**Data excerpts**.
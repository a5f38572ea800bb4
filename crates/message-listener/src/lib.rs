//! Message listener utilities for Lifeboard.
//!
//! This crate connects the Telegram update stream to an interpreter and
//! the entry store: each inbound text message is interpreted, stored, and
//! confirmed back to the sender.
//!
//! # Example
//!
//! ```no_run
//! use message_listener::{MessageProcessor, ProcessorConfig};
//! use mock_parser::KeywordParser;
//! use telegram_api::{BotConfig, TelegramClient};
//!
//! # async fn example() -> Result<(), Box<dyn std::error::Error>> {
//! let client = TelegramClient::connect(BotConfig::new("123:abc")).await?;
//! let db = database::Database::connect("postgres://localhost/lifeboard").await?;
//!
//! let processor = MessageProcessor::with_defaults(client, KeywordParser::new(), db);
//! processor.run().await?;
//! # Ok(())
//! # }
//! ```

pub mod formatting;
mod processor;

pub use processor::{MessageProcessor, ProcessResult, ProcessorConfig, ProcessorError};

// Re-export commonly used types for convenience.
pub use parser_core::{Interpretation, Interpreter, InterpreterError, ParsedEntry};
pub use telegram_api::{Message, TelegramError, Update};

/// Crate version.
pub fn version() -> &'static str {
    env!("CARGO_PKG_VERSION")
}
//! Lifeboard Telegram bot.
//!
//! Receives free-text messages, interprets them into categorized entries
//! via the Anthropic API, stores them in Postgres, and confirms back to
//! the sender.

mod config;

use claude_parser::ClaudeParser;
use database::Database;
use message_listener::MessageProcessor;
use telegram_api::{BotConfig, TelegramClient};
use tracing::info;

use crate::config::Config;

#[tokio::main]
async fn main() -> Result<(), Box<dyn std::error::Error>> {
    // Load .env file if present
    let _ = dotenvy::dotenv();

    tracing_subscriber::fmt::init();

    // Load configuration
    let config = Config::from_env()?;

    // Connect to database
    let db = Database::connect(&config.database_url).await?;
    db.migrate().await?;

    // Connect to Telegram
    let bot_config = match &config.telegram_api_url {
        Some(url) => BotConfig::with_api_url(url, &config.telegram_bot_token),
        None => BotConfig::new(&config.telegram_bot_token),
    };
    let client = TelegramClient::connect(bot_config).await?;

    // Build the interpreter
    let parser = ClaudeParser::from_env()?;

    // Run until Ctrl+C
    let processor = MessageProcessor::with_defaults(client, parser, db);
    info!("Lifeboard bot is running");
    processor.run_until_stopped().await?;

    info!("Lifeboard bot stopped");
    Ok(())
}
* * *
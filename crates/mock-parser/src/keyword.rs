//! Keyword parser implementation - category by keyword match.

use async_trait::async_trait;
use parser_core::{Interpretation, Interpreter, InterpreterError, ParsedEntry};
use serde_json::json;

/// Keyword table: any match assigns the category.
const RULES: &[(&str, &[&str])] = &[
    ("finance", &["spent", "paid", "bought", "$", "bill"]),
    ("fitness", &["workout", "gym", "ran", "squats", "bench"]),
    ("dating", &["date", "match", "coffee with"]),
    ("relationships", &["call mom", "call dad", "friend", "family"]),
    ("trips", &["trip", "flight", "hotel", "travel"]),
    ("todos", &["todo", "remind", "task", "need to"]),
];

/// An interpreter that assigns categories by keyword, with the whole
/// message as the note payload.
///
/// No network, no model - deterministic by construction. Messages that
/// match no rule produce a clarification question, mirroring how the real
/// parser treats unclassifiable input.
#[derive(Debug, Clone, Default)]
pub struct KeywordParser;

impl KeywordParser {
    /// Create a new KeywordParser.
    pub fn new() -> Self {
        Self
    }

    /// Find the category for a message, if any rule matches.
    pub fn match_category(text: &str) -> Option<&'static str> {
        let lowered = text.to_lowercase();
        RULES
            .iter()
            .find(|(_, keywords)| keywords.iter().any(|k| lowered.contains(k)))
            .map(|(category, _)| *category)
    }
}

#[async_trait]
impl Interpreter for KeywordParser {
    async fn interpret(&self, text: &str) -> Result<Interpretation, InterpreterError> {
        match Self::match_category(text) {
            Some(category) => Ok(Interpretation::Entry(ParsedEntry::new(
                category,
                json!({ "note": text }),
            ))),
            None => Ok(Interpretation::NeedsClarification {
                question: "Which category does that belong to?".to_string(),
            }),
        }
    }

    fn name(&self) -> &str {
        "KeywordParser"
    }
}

**What to do**.
Extract from the records above the lines from the one containing "with the whole" to the one containing "treats unclassifiable input.", both lines included, exactly as they appear and with nothing else.

**Response to this task**.
/// An interpreter that assigns categories by keyword, with the whole
/// message as the note payload.
///
/// No network, no model - deterministic by construction. Messages that
/// match no rule produce a clarification question, mirroring how the real
/// parser treats unclassifiable input.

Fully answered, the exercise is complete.